_Collected data entries_

= = =

//! Service layer - application business logic

mod blog;
mod context;
mod error;
mod post;
mod rating;
mod subscription;

pub use blog::BlogService;
pub use context::{ServiceContext, ServiceContextBuilder};
pub use error::{ServiceError, ServiceResult};
pub use post::PostService;
pub use rating::RatingService;
pub use subscription::SubscriptionService;
//! Value objects - immutable domain values without identity

mod entity_id;
mod target;
mod vote;

pub use entity_id::{EntityId, EntityIdParseError, IdGenerator};
pub use target::{RateableTarget, TargetKind};
pub use vote::{VoteValue, VoterState};
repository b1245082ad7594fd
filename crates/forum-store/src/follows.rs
//! In-memory implementation of FollowRepository
//!
//! Backs both the subscription and the star relation. The map entry API
//! makes insert-if-absent atomic, so two concurrent subscribes for the
//! same pair cannot both report success.

use async_trait::async_trait;
use chrono::{DateTime, Utc};
use dashmap::mapref::entry::Entry;
use dashmap::DashMap;

use forum_core::entities::Subscription;
use forum_core::traits::{FollowRepository, RepoResult};
use forum_core::value_objects::EntityId;

/// In-memory implementation of FollowRepository
#[derive(Default)]
pub struct MemoryFollowStore {
    pairs: DashMap<(EntityId, EntityId), DateTime<Utc>>,
}

impl MemoryFollowStore {
    /// Create an empty store
    pub fn new() -> Self {
        Self::default()
    }
}

#[async_trait]
impl FollowRepository for MemoryFollowStore {
    async fn insert(&self, user_id: EntityId, post_id: EntityId) -> RepoResult<bool> {
        match self.pairs.entry((user_id, post_id)) {
            Entry::Occupied(_) => Ok(false),
            Entry::Vacant(slot) => {
                slot.insert(Utc::now());
                Ok(true)
            }
        }
    }

    async fn remove(&self, user_id: EntityId, post_id: EntityId) -> RepoResult<bool> {
        Ok(self.pairs.remove(&(user_id, post_id)).is_some())
    }

    async fn contains(&self, user_id: EntityId, post_id: EntityId) -> RepoResult<bool> {
        Ok(self.pairs.contains_key(&(user_id, post_id)))
    }

    async fn list_for_user(&self, user_id: EntityId) -> RepoResult<Vec<Subscription>> {
        let mut relations: Vec<Subscription> = self
            .pairs
            .iter()
            .filter(|entry| entry.key().0 == user_id)
            .map(|entry| Subscription {
                user_id,
                post_id: entry.key().1,
                created_at: *entry.value(),
            })
            .collect();
        relations.sort_by_key(|s| s.created_at);
        Ok(relations)
    }
}
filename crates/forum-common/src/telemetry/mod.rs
//! Telemetry setup

mod tracing_setup;

pub use tracing_setup::{
    init_tracing, init_tracing_with_config, try_init_tracing, try_init_tracing_with_config,
    TracingConfig, TracingError,
};
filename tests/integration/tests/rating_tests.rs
//! Rating engine integration tests
//!
//! Exercise the full path: service -> registry -> ledger, over the
//! in-memory stores.

use forum_core::{DomainError, TargetKind, VoterState};
use forum_service::{RatingService, ServiceError};
use integration_tests::TestEnv;

// ============================================================================
// Vote Accounting
// ============================================================================

#[tokio::test]
async fn test_score_is_sum_of_live_votes() {
    let env = TestEnv::new();
    let author = env.new_user();
    let post = env.simple_post(author, "scoring").await;
    let ratings = env.ratings();

    for _ in 0..3 {
        let voter = env.new_user();
        ratings
            .rate(TargetKind::Post, post.id, voter, 1)
            .await
            .unwrap();
    }
    let downvoter = env.new_user();
    ratings
        .rate(TargetKind::Post, post.id, downvoter, -1)
        .await
        .unwrap();

    assert_eq!(ratings.score(TargetKind::Post, post.id).await.unwrap(), 2);
}

#[tokio::test]
async fn test_repeat_vote_is_idempotent() {
    let env = TestEnv::new();
    let author = env.new_user();
    let voter = env.new_user();
    let post = env.simple_post(author, "idempotent").await;
    let ratings = env.ratings();

    let first = ratings
        .rate(TargetKind::Post, post.id, voter, 1)
        .await
        .unwrap();
    let second = ratings
        .rate(TargetKind::Post, post.id, voter, 1)
        .await
        .unwrap();

    assert_eq!(first, 1);
    assert_eq!(second, 1);
    assert_eq!(
        ratings
            .voter_state(TargetKind::Post, post.id, voter)
            .await
            .unwrap(),
        VoterState::Up
    );
}

#[tokio::test]
async fn test_opposite_vote_flips_score_by_two() {
    let env = TestEnv::new();
    let author = env.new_user();
    let voter = env.new_user();
    let post = env.simple_post(author, "flip").await;
    let ratings = env.ratings();

    assert_eq!(
        ratings
            .rate(TargetKind::Post, post.id, voter, 1)
            .await
            .unwrap(),
        1
    );
    assert_eq!(
        ratings
            .rate(TargetKind::Post, post.id, voter, -1)
            .await
            .unwrap(),
        -1
    );
    assert_eq!(
        ratings
            .voter_state(TargetKind::Post, post.id, voter)
            .await
            .unwrap(),
        VoterState::Down
    );
}

#[tokio::test]
async fn test_voter_state_starts_empty() {
    let env = TestEnv::new();
    let author = env.new_user();
    let bystander = env.new_user();
    let post = env.simple_post(author, "untouched").await;

    let state = env
        .ratings()
        .voter_state(TargetKind::Post, post.id, bystander)
        .await
        .unwrap();
    assert_eq!(state, VoterState::None);
}

#[tokio::test]
async fn test_rejects_out_of_range_values() {
    let env = TestEnv::new();
    let author = env.new_user();
    let voter = env.new_user();
    let post = env.simple_post(author, "bad values").await;
    let ratings = env.ratings();

    for raw in [0, 2, -2, 100] {
        let err = ratings
            .rate(TargetKind::Post, post.id, voter, raw)
            .await
            .unwrap_err();
        assert!(
            matches!(err, ServiceError::Domain(DomainError::InvalidVoteValue(v)) if v == raw),
            "value {raw} should be rejected, got {err}"
        );
    }
    assert_eq!(ratings.score(TargetKind::Post, post.id).await.unwrap(), 0);
}

// ============================================================================
// Target Resolution
// ============================================================================

#[tokio::test]
async fn test_unregistered_kind_is_rejected() {
    let env = TestEnv::bare();
    let author = env.new_user();
    let voter = env.new_user();
    let post = env.simple_post(author, "not rateable yet").await;
    let ratings = env.ratings();

    let err = ratings
        .rate(TargetKind::Post, post.id, voter, 1)
        .await
        .unwrap_err();
    assert!(matches!(
        err,
        ServiceError::Domain(DomainError::UnknownRateableTarget(_))
    ));

    // Registration is all it takes to switch the capability on.
    ratings.register_kind(TargetKind::Post);
    assert_eq!(
        ratings
            .rate(TargetKind::Post, post.id, voter, 1)
            .await
            .unwrap(),
        1
    );
}

#[tokio::test]
async fn test_registration_gates_reads_too() {
    let env = TestEnv::bare();
    let author = env.new_user();
    let post = env.simple_post(author, "no reads either").await;

    let err = env
        .ratings()
        .score(TargetKind::Post, post.id)
        .await
        .unwrap_err();
    assert!(matches!(
        err,
        ServiceError::Domain(DomainError::UnknownRateableTarget(_))
    ));
}

#[tokio::test]
async fn test_missing_entity_is_rejected() {
    let env = TestEnv::new();
    let voter = env.new_user();
    let ghost = forum_core::EntityId::new(987_654_321);

    let err = env
        .ratings()
        .rate(TargetKind::Post, ghost, voter, 1)
        .await
        .unwrap_err();
    assert!(matches!(
        err,
        ServiceError::Domain(DomainError::UnknownRateableTarget(_))
    ));
}

#[tokio::test]
async fn test_blog_and_karma_share_the_engine() {
    let env = TestEnv::new();
    let (blog_id, owner) = env.blog_with_owner().await;
    let voter = env.new_user();
    let ratings = env.ratings();

    assert_eq!(
        ratings
            .rate(TargetKind::Blog, blog_id, voter, 1)
            .await
            .unwrap(),
        1
    );
    assert_eq!(
        ratings
            .rate(TargetKind::UserKarma, owner, voter, -1)
            .await
            .unwrap(),
        -1
    );

    // Same id under a different kind is a different ledger partition.
    assert_eq!(ratings.score(TargetKind::Blog, blog_id).await.unwrap(), 1);
    assert_eq!(
        ratings.score(TargetKind::UserKarma, owner).await.unwrap(),
        -1
    );
}

// ============================================================================
// Concurrency
// ============================================================================

#[tokio::test(flavor = "multi_thread", worker_threads = 8)]
async fn test_concurrent_votes_are_not_lost() {
    let env = TestEnv::new();
    let author = env.new_user();
    let post = env.simple_post(author, "contended").await;

    let voters: Vec<_> = (0..100).map(|_| env.new_user()).collect();
    let mut handles = Vec::with_capacity(voters.len());
    for voter in voters {
        let ctx = env.ctx.clone();
        let post_id = post.id;
        handles.push(tokio::spawn(async move {
            RatingService::new(&ctx)
                .rate(TargetKind::Post, post_id, voter, 1)
                .await
        }));
    }
    for handle in handles {
        handle.await.unwrap().unwrap();
    }

    assert_eq!(
        env.ratings().score(TargetKind::Post, post.id).await.unwrap(),
        100
    );
}

#[tokio::test(flavor = "multi_thread", worker_threads = 8)]
async fn test_concurrent_flips_settle_exactly() {
    let env = TestEnv::new();
    let author = env.new_user();
    let post = env.simple_post(author, "flippers").await;

    // Each voter votes down then up; every final live vote is +1.
    let voters: Vec<_> = (0..50).map(|_| env.new_user()).collect();
    let mut handles = Vec::with_capacity(voters.len());
    for voter in voters {
        let ctx = env.ctx.clone();
        let post_id = post.id;
        handles.push(tokio::spawn(async move {
            let ratings = RatingService::new(&ctx);
            ratings.rate(TargetKind::Post, post_id, voter, -1).await?;
            ratings.rate(TargetKind::Post, post_id, voter, 1).await
        }));
    }
    for handle in handles {
        handle.await.unwrap().unwrap();
    }

    assert_eq!(
        env.ratings().score(TargetKind::Post, post.id).await.unwrap(),
        50
    );
}
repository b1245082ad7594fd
//! Data transfer objects for the service layer

mod requests;
mod responses;

pub use requests::{CreateBlogRequest, CreatePostRequest, EditPostRequest};
pub use responses::{AnswerOptionResponse, BlogResponse, PostResponse, SubscriptionResponse};
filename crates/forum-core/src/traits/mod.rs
//! Repository and collaborator traits (ports)

mod repositories;

pub use repositories::{
    BlogMembership, BlogRepository, FollowRepository, IdentityProvider, PostRepository,
    RatingLedger, RepoResult,
};
//! Deterministic scene rasterization.
//!
//! The renderer never decodes or fetches pixels on its own: image, sticker and text layers draw
//! what an [`assets::AssetSource`] hands it.

/// Prepared pixels and the asset collaborator.
pub mod assets;
/// Backend trait and shared frame types.
pub mod backend;
/// CPU backend powered by `vello_cpu`.
pub mod cpu;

= = =

_Aim of the task_
Your response should be each line that includes the word "both", copied from the records.

_Task result_
//! Backs both the subscription and the star relation. The map entry API
//! same pair cannot both report success.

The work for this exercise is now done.